Il y a ici un fait intermédiaire dont il nous semble qu’on n’a pas assez tiré parti en philosophie, et qui peut jeter quelques lumières sur cette difficile question. C’est le fait de la croyance à l’intelligence de nos semblables. Il est très remarquable que le scepticisme, aussi bien que le dogmatisme, ne se soit jamais expliqué sur cette question. Le pyrrhonisme antique, qui mettait tout en question, ne paraît pas avoir jamais expressément nié l’intelligence des autres hommes, et même l’un de ses argumens favoris, la contradiction des opinions humaines, impliquait évidemment l’existence d’autres esprits que le moi.

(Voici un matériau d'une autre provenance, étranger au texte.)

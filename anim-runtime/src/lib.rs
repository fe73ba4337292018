//! # Anim Runtime
//!
//! 声明式动画时间轴的纯逻辑核心库。
//!
//! ## 架构概述
//!
//! `anim-runtime` 不依赖任何 IO、渲染或音频后端，只描述"什么效果在什么时间运行"：
//!
//! ```text
//! AnimationTemplate (含占位符)
//!   │  instantiate(bindings)
//!   ▼
//! Timeline (已绑定)
//!   │  validate()
//!   ▼
//! 外部驱动器（fx-host 的 TimelinePlayer）逐帧查询活跃条目
//! ```
//!
//! ## 核心类型
//!
//! - [`Timeline`]：动画数据（一组按时间排布的效果条目）
//! - [`TimelineEffectEntry`]：单个效果条目
//! - [`PositionRef`]：固定坐标或具名占位符
//! - [`AnimationTemplate`]：可复用的模板，按触发事件代入具体坐标
//! - [`Playhead`]：循环/重复播放的时间换算
//! - [`SequenceBuilder`]：按 `blocking` 语义编排串行/并行条目
//!
//! ## 模块结构
//!
//! - [`timeline`]：时间轴数据模型、时长推导、活跃窗口与校验
//! - [`template`]：占位符代入
//! - [`schedule`]：播放头
//! - [`sequence`]：编排辅助
//! - [`value`]：效果参数值
//! - [`error`]：错误类型定义

pub mod error;
pub mod position;
pub mod schedule;
pub mod sequence;
pub mod template;
pub mod timeline;
pub mod value;

// 重导出核心类型
pub use error::{InvalidReason, TimelineError, TimelineResult};
pub use glam::Vec3;
pub use position::PositionRef;
pub use schedule::{Playhead, PlayheadPosition};
pub use sequence::SequenceBuilder;
pub use template::{AnimationTemplate, Bindings, substitute};
pub use timeline::{Timeline, TimelineEffectEntry};
pub use value::{ParamValue, Params};

#[cfg(test)]
mod tests {
    use super::*;

    #[test]
    fn test_public_api_accessible() {
        let entry = TimelineEffectEntry::new("sound").with_placeholder("origin");
        let timeline = Timeline::new("hit", vec![entry]);
        assert!(!timeline.is_bound());

        let mut bindings = Bindings::new();
        bindings.insert("origin".to_string(), Vec3::ZERO);
        let bound = substitute(&timeline, &bindings).unwrap();
        assert!(bound.is_bound());
    }
}
//! # Audio Pool 模块
//!
//! 单个音效资源的句柄池。池成员只在 [`super::AudioService`] 内部变化。
//!
//! 条目状态：`available → blocked`（被获取），`blocked → available`
//! （播放结束、显式释放、兜底计时器或卡死回收）。

use super::backend::{AudioBackend, AudioError, Emitter, PlaybackHandle, SoundAsset};
use std::time::Duration;
use tracing::debug;

/// 池中的一个条目
pub(crate) struct AudioPoolItem {
    handle: Box<dyn PlaybackHandle>,
    /// 被占用的时刻；`None` 表示可用
    blocked_at: Option<Duration>,
    /// 当前占用的代号，旧代号的释放请求为 no-op
    generation: u64,
    looping: bool,
    /// 兜底释放时刻（后端无法通知播放结束时）
    release_deadline: Option<Duration>,
}

impl AudioPoolItem {
    fn new(handle: Box<dyn PlaybackHandle>) -> Self {
        Self {
            handle,
            blocked_at: None,
            generation: 0,
            looping: false,
            release_deadline: None,
        }
    }

    pub fn in_use(&self) -> bool {
        self.blocked_at.is_some()
    }

    pub fn is_looping(&self) -> bool {
        self.looping
    }

    pub fn handle_mut(&mut self) -> &mut dyn PlaybackHandle {
        self.handle.as_mut()
    }

    /// 被同一次占用持有
    pub fn is_held_by(&self, generation: u64) -> bool {
        self.in_use() && self.generation == generation
    }

    fn free(&mut self) {
        self.handle.stop();
        self.blocked_at = None;
        self.release_deadline = None;
        self.looping = false;
    }
}

/// 占用参数
#[derive(Debug, Clone, Copy)]
pub(crate) struct BlockRequest {
    pub emitter: Emitter,
    pub looping: bool,
    pub generation: u64,
    /// 后端无法通知结束时的兜底释放时长
    pub fallback: Duration,
}

/// 单个资源键的句柄池
pub(crate) struct AudioPool {
    key: String,
    asset: SoundAsset,
    items: Vec<AudioPoolItem>,
    created_at: Duration,
    max_size: usize,
}

impl AudioPool {
    /// 用加载得到的第一个句柄创建池
    pub fn new(
        asset: SoundAsset,
        first: Box<dyn PlaybackHandle>,
        now: Duration,
        max_size: usize,
    ) -> Self {
        Self {
            key: asset.key.clone(),
            asset,
            items: vec![AudioPoolItem::new(first)],
            created_at: now,
            max_size: max_size.max(1),
        }
    }

    pub fn len(&self) -> usize {
        self.items.len()
    }

    pub fn created_at(&self) -> Duration {
        self.created_at
    }

    pub fn is_full(&self) -> bool {
        self.items.len() >= self.max_size
    }

    pub fn in_use_count(&self) -> usize {
        self.items.iter().filter(|item| item.in_use()).count()
    }

    pub fn item(&self, index: usize) -> Option<&AudioPoolItem> {
        self.items.get(index)
    }

    pub fn item_mut(&mut self, index: usize) -> Option<&mut AudioPoolItem> {
        self.items.get_mut(index)
    }

    /// 第一个可用条目
    pub fn find_available(&self) -> Option<usize> {
        self.items.iter().position(|item| !item.in_use())
    }

    /// 从已加载的字节再实例化一个句柄并追加
    pub fn grow(&mut self, backend: &mut dyn AudioBackend) -> Result<usize, AudioError> {
        let handle = backend.instantiate(&self.asset)?;
        self.items.push(AudioPoolItem::new(handle));
        Ok(self.items.len() - 1)
    }

    /// 强制回收占用超过阈值的条目，返回 `(index, 占用时长)`
    ///
    /// 循环播放的条目不会被视为卡死。
    pub fn recover_stuck(&mut self, now: Duration, threshold: Duration) -> Vec<(usize, Duration)> {
        let mut recovered = Vec::new();
        for (index, item) in self.items.iter_mut().enumerate() {
            if item.looping {
                continue;
            }
            if let Some(blocked_at) = item.blocked_at {
                let blocked_for = now.saturating_sub(blocked_at);
                if blocked_for > threshold {
                    item.free();
                    recovered.push((index, blocked_for));
                }
            }
        }
        recovered
    }

    /// 占用条目
    pub fn block(&mut self, index: usize, now: Duration, request: BlockRequest) {
        let Some(item) = self.items.get_mut(index) else {
            return;
        };

        item.blocked_at = Some(now);
        item.generation = request.generation;
        item.looping = request.looping;
        item.release_deadline = if !request.looping && !item.handle.signals_end() {
            Some(now + request.fallback)
        } else {
            None
        };
        item.handle.set_emitter(request.emitter);
    }

    /// 释放条目（仅当代号匹配）；返回是否真的释放了
    pub fn release(&mut self, index: usize, generation: u64) -> bool {
        match self.items.get_mut(index) {
            Some(item) if item.is_held_by(generation) => {
                item.free();
                true
            }
            _ => false,
        }
    }

    /// 兜底计时器到期的条目
    pub fn expire_deadlines(&mut self, now: Duration) -> Vec<usize> {
        let mut expired = Vec::new();
        for (index, item) in self.items.iter_mut().enumerate() {
            if let Some(deadline) = item.release_deadline
                && now >= deadline
            {
                item.free();
                expired.push(index);
            }
        }
        expired
    }

    /// 销毁池：停止所有句柄
    pub fn dispose(&mut self) {
        if !self.items.is_empty() {
            debug!(key = %self.key, items = self.items.len(), "销毁音效池");
        }
        for item in &mut self.items {
            item.free();
        }
        self.items.clear();
    }
}

impl Drop for AudioPool {
    fn drop(&mut self) {
        self.dispose();
    }
}
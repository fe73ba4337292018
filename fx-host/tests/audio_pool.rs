//! # 音效池集成测试
//!
//! 测试 AudioService 的容量上限、卡死回收、加载合并与失败传播。
//! 使用内存资源与脚本化后端，不依赖真实音频设备。

use fx_host::audio::{
    Acquire, AcquireError, AudioService, AudioSettings, PoolEvent, ScriptedBackend, SoundRequest,
    TicketPoll,
};
use fx_host::resources::{FetchMode, MemorySource, ReadRecord};
use std::sync::Arc;
use std::time::Duration;

const GRASS: &str = "sounds/step/grass.ogg";

fn ms(millis: u64) -> Duration {
    Duration::from_millis(millis)
}

fn service_with(source: MemorySource) -> (AudioService, Arc<MemorySource>, ScriptedBackend) {
    let source = Arc::new(source);
    let backend = ScriptedBackend::silent();
    let service = AudioService::new(
        source.clone(),
        Box::new(backend.clone()),
        AudioSettings::default(),
    );
    (service, source, backend)
}

fn grass_service() -> (AudioService, Arc<MemorySource>, ScriptedBackend) {
    service_with(MemorySource::new().with_file(GRASS, vec![0u8; 32]))
}

/// 10 次获取成功，第 11 次池满
#[test]
fn test_eleventh_acquisition_is_at_capacity() {
    let (mut audio, source, backend) = grass_service();

    let held: Vec<_> = (0..10)
        .map(|_| audio.acquire_now(SoundRequest::new("step/grass"), ms(0)).unwrap())
        .collect();
    assert_eq!(held.len(), 10);
    assert_eq!(audio.pool_size("step/grass"), 10);

    let err = audio
        .acquire_now(SoundRequest::new("step/grass"), ms(0))
        .unwrap_err();
    assert_eq!(
        err,
        AcquireError::PoolAtCapacity {
            key: "step/grass".to_string()
        }
    );
    insta::assert_snapshot!(err.to_string(), @"音效池已满: 'step/grass'");

    // 扩容复用已加载的字节，不重新读取
    assert_eq!(source.read_count(GRASS), 1);
    assert_eq!(backend.instantiated("step/grass"), 10);

    let stats = audio.stats();
    assert_eq!(stats.items, 10);
    assert_eq!(stats.in_use, 10);
    assert_eq!(stats.skipped, 1);
}

/// 池满时，占用超过阈值的条目被强制回收；恰好等于阈值的不算卡死
#[test]
fn test_stuck_items_are_recovered_past_threshold() {
    let (mut audio, _, _) = grass_service();

    for _ in 0..10 {
        audio
            .acquire_now(SoundRequest::new("step/grass"), ms(0))
            .unwrap();
    }

    let at_threshold = audio.acquire_now(SoundRequest::new("step/grass"), ms(1000));
    assert!(matches!(at_threshold, Err(AcquireError::PoolAtCapacity { .. })));

    let recovered = audio
        .acquire_now(SoundRequest::new("step/grass"), ms(1500))
        .unwrap();
    assert!(audio.is_held(&recovered));
    assert_eq!(audio.pool_size("step/grass"), 10);

    let events = audio.drain_events();
    let recovered_count = events
        .iter()
        .filter(|e| matches!(e, PoolEvent::Recovered { .. }))
        .count();
    assert_eq!(recovered_count, 10);
    assert_eq!(audio.stats().recovered, 10);
}

/// 被回收条目的旧持有者再释放是 no-op
#[test]
fn test_stale_holder_cannot_release_recovered_item() {
    let (mut audio, _, _) = grass_service();

    let stale: Vec<_> = (0..10)
        .map(|_| audio.acquire_now(SoundRequest::new("step/grass"), ms(0)).unwrap())
        .collect();
    let fresh = audio
        .acquire_now(SoundRequest::new("step/grass"), ms(2000))
        .unwrap();

    for sound in stale {
        assert!(!audio.is_held(&sound));
        assert!(!audio.release(sound));
    }
    assert!(audio.is_held(&fresh));
    assert_eq!(audio.in_use("step/grass"), 1);
}

/// N 个并发获取只触发一次读取
#[test]
fn test_concurrent_acquisitions_coalesce_into_one_load() {
    let (mut audio, source, _) = grass_service();

    let tickets: Vec<_> = (0..5)
        .map(|_| match audio.acquire(SoundRequest::new("step/grass"), ms(0)).unwrap() {
            Acquire::Pending(ticket) => ticket,
            Acquire::Ready(_) => panic!("pool should not exist yet"),
        })
        .collect();
    assert_eq!(source.read_count(GRASS), 0);
    assert_eq!(audio.stats().pending_loads, 1);

    audio.update(ms(16));
    assert_eq!(source.read_count(GRASS), 1);

    let mut indices: Vec<usize> = tickets
        .iter()
        .map(|ticket| match ticket.poll() {
            TicketPoll::Ready(sound) => sound.index(),
            other => panic!("unexpected poll result: {:?}", other),
        })
        .collect();
    indices.sort();
    assert_eq!(indices, vec![0, 1, 2, 3, 4]);
    assert_eq!(audio.in_use("step/grass"), 5);
}

/// 加载失败：一次绕过缓存的重试后，所有等待者收到同一个错误
#[test]
fn test_load_failure_reaches_every_waiter() {
    let (mut audio, source, _) = service_with(MemorySource::new());

    let tickets: Vec<_> = (0..3)
        .map(|_| match audio.acquire(SoundRequest::new("missing"), ms(0)).unwrap() {
            Acquire::Pending(ticket) => ticket,
            Acquire::Ready(_) => panic!("pool should not exist yet"),
        })
        .collect();
    audio.update(ms(16));

    assert_eq!(
        source.reads(),
        vec![
            ReadRecord {
                path: "sounds/missing.ogg".to_string(),
                mode: FetchMode::Normal,
            },
            ReadRecord {
                path: "sounds/missing.ogg".to_string(),
                mode: FetchMode::CacheBust,
            },
        ]
    );

    for ticket in &tickets {
        match ticket.poll() {
            TicketPoll::Failed(AcquireError::AssetLoadFailed { key, .. }) => {
                assert_eq!(key, "missing")
            }
            other => panic!("unexpected poll result: {:?}", other),
        }
    }
    assert!(!audio.has_pool("missing"));
    assert_eq!(audio.stats().load_failures, 1);
}

/// 无法通知播放结束的后端依赖兜底计时器
#[test]
fn test_silent_backend_falls_back_to_timer() {
    let (mut audio, _, _) = grass_service();

    let sound = audio
        .acquire_now(SoundRequest::new("step/grass"), ms(0))
        .unwrap();
    audio.play(&sound, 1.0).unwrap();

    audio.update(ms(9_999));
    assert!(audio.is_held(&sound));
    audio.update(ms(10_000));
    assert!(!audio.is_held(&sound));
}

#[test]
fn test_unload_disposes_pool() {
    let (mut audio, source, backend) = grass_service();

    let sound = audio
        .acquire_now(SoundRequest::new("step/grass"), ms(0))
        .unwrap();
    audio.play(&sound, 1.0).unwrap();
    assert!(audio.unload("step/grass"));

    assert!(!audio.release(sound));
    assert!(backend.stop_count() >= 1);

    // 再次获取重新加载
    audio
        .acquire_now(SoundRequest::new("step/grass"), ms(10))
        .unwrap();
    assert_eq!(source.read_count(GRASS), 2);
}
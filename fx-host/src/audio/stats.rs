//! 音效池事件与统计

use std::time::Duration;

/// 条目被释放的原因
#[derive(Debug, Clone, Copy, PartialEq, Eq)]
pub enum ReleaseReason {
    /// 后端通知播放结束
    PlaybackEnded,
    /// 持有者显式释放
    Explicit,
    /// 后端无法通知结束，兜底计时器到期
    FallbackTimer,
    /// 等待中的获取被取消，结果到达后立即归还
    Cancelled,
}

/// 音效池事件
#[derive(Debug, Clone, PartialEq)]
pub enum PoolEvent {
    /// 首次加载完成，池已创建
    PoolCreated { key: String },
    /// 池扩容
    Grown { key: String, size: usize },
    /// 条目被获取
    Acquired { key: String, index: usize },
    /// 条目被释放
    Released {
        key: String,
        index: usize,
        reason: ReleaseReason,
    },
    /// 卡死条目被强制回收
    Recovered {
        key: String,
        index: usize,
        blocked_for: Duration,
    },
    /// 池已满，本次播放被跳过
    Skipped { key: String },
    /// 资源加载失败
    LoadFailed { key: String, message: String },
}

/// 音效服务统计
#[derive(Debug, Clone, Default, PartialEq, Eq)]
pub struct PoolStats {
    /// 池数量
    pub pools: usize,
    /// 条目总数
    pub items: usize,
    /// 占用中的条目
    pub in_use: usize,
    /// 在途加载
    pub pending_loads: usize,
    /// 成功获取次数
    pub acquired: u64,
    /// 因池满跳过的次数
    pub skipped: u64,
    /// 卡死回收次数
    pub recovered: u64,
    /// 加载失败次数
    pub load_failures: u64,
}

impl PoolStats {
    /// 格式化为可读字符串
    pub fn format(&self) -> String {
        format!(
            "Audio: {} pools, {}/{} items in use, pending loads: {}, acquired: {}, skipped: {}, recovered: {}, load failures: {}",
            self.pools,
            self.in_use,
            self.items,
            self.pending_loads,
            self.acquired,
            self.skipped,
            self.recovered,
            self.load_failures,
        )
    }
}
//! # Resources 模块
//!
//! 资源来源与路径规范化。音频资源的缓存与池化在 [`crate::audio`] 中。

mod error;
pub mod path;
mod source;

pub use error::ResourceError;
pub use source::{AssetSource, FetchMode, FsSource, MemorySource, ReadRecord};
//! # Position 模块
//!
//! 条目坐标引用：固定坐标或具名占位符。

use glam::Vec3;
use serde::{Deserialize, Serialize};

/// 坐标引用
///
/// JSON 形式：`{"fixed": [x, y, z]}` 或 `{"placeholder": "target"}`。
///
/// 占位符代入（[`substitute`](crate::substitute)）是唯一把 `Placeholder` 变为 `Fixed` 的操作。
#[derive(Debug, Clone, PartialEq, Serialize, Deserialize)]
#[serde(rename_all = "camelCase")]
pub enum PositionRef {
    /// 固定世界坐标
    Fixed(Vec3),
    /// 具名占位符
    Placeholder(String),
}

impl PositionRef {
    /// 获取固定坐标（占位符返回 None）
    pub fn fixed(&self) -> Option<Vec3> {
        match self {
            Self::Fixed(p) => Some(*p),
            Self::Placeholder(_) => None,
        }
    }

    /// 获取占位符名称
    pub fn placeholder_name(&self) -> Option<&str> {
        match self {
            Self::Fixed(_) => None,
            Self::Placeholder(name) => Some(name),
        }
    }

    pub fn is_placeholder(&self) -> bool {
        matches!(self, Self::Placeholder(_))
    }
}

impl From<Vec3> for PositionRef {
    fn from(p: Vec3) -> Self {
        Self::Fixed(p)
    }
}

#[cfg(test)]
mod tests {
    use super::*;

    #[test]
    fn test_json_shape() {
        let fixed: PositionRef = serde_json::from_str(r#"{"fixed":[1.0,2.0,3.0]}"#).unwrap();
        assert_eq!(fixed.fixed(), Some(Vec3::new(1.0, 2.0, 3.0)));

        let slot: PositionRef = serde_json::from_str(r#"{"placeholder":"target"}"#).unwrap();
        assert_eq!(slot.placeholder_name(), Some("target"));
        assert!(slot.is_placeholder());

        let json = serde_json::to_string(&PositionRef::Placeholder("origin".into())).unwrap();
        assert_eq!(json, r#"{"placeholder":"origin"}"#);
    }
}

Descartes également, lorsque par son doute universel il ôtait de son esprit toutes ses anciennes opinions, ne nous apprend pas si cette proscription s’étend jusqu’à la croyance à l’existence de nos semblables, et lorsqu’il rétablit la certitude sur la base du fameux : je pense, donc je suis, il ne nous dit pas si cet argument vaut également à ses yeux pour l’existence des autres hommes. Kant, dans sa Critique de la raison pure, soutient la subjectivité de la connaissance ; mais il n’entend évidemment par là qu’une subjectivité commune à toute raison humaine en général. Il admet donc l’intelligence des autres hommes, et par là même une certaine objectivité, car l’intelligence des autres hommes est en dehors de ma conscience, et elle est par conséquent pour moi quelque chose d’objectif.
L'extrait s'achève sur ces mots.